— Records excerpted from a collection —

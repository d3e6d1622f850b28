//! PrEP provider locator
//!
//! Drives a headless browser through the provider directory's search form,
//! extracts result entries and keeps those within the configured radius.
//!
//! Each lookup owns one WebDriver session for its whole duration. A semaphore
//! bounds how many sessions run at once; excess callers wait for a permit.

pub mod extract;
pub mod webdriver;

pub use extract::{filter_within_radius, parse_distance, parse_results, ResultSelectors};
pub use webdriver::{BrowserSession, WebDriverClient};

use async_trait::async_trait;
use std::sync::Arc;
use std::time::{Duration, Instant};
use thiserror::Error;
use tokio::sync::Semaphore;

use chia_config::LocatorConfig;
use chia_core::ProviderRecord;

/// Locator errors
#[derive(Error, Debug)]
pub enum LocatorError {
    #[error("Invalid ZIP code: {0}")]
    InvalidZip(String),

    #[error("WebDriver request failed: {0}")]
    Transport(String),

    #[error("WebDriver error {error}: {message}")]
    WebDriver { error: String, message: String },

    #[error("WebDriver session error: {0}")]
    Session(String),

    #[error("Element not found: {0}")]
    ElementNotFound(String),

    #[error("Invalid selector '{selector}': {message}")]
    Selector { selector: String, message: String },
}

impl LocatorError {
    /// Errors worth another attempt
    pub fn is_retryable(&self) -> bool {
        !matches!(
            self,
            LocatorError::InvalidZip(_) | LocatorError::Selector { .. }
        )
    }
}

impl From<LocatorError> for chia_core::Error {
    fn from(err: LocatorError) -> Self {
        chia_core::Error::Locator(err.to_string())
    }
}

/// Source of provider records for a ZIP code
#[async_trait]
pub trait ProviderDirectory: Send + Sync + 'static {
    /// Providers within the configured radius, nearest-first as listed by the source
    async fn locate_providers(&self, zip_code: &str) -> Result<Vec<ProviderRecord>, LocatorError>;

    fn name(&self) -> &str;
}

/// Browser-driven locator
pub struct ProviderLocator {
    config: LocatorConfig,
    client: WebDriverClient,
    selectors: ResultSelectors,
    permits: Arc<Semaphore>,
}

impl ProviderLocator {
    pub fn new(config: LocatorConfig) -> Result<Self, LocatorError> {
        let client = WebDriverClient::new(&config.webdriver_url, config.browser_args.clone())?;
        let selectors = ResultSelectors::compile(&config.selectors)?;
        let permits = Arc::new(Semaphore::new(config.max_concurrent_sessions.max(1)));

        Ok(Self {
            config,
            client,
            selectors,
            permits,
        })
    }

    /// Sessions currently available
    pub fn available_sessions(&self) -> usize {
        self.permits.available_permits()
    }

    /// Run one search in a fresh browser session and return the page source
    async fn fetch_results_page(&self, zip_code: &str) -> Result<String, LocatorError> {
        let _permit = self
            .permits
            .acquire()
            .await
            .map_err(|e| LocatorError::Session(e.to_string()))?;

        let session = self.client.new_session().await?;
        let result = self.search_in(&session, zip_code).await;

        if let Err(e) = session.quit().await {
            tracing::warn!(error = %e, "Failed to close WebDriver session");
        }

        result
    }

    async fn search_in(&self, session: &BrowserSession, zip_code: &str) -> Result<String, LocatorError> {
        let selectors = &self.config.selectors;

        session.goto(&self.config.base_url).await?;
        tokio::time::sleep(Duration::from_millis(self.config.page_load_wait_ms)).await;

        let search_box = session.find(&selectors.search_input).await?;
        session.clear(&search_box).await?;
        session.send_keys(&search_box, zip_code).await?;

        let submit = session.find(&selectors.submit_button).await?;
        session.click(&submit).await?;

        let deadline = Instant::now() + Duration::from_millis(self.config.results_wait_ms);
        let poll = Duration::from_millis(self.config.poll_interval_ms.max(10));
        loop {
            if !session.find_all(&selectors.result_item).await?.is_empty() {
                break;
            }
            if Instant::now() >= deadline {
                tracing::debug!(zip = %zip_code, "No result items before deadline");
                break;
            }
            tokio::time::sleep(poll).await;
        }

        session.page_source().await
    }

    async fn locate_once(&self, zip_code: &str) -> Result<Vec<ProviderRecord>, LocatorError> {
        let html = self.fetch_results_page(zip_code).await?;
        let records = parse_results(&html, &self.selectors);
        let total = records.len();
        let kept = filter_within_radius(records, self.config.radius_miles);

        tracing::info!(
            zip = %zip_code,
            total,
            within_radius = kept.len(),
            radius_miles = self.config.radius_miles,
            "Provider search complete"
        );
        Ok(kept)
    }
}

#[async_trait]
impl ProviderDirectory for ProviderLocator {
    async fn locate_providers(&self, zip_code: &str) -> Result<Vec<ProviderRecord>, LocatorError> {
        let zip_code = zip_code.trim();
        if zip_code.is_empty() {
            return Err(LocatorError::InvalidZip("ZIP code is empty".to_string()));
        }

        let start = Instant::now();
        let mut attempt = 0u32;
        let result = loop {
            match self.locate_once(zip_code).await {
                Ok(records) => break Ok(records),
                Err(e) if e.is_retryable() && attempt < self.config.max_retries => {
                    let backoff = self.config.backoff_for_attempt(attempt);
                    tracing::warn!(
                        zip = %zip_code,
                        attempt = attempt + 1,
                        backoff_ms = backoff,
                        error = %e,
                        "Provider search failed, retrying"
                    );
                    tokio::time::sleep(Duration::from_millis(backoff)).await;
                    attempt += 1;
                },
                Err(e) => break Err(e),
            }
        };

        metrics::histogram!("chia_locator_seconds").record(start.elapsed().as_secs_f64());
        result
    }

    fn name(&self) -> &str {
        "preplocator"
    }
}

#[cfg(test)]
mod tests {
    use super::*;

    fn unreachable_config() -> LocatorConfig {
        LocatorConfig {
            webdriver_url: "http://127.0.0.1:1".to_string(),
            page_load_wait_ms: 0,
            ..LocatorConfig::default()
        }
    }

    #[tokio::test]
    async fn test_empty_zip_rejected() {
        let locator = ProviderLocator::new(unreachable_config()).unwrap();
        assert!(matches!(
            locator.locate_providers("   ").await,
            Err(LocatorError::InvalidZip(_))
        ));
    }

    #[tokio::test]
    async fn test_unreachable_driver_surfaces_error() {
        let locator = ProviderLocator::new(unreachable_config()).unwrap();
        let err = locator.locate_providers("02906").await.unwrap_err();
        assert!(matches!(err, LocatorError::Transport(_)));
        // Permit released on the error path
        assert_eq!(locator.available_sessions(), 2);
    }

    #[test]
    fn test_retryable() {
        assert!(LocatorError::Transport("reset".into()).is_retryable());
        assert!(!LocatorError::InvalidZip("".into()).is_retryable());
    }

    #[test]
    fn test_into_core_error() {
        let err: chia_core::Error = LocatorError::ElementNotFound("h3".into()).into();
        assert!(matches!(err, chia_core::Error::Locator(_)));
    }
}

— What to produce —
In the data above, find each line that uses the string "sleep". Copy it.

— Answer section —
        tokio::time::sleep(Duration::from_millis(self.config.page_load_wait_ms)).await;
            tokio::time::sleep(poll).await;
                    tokio::time::sleep(Duration::from_millis(backoff)).await;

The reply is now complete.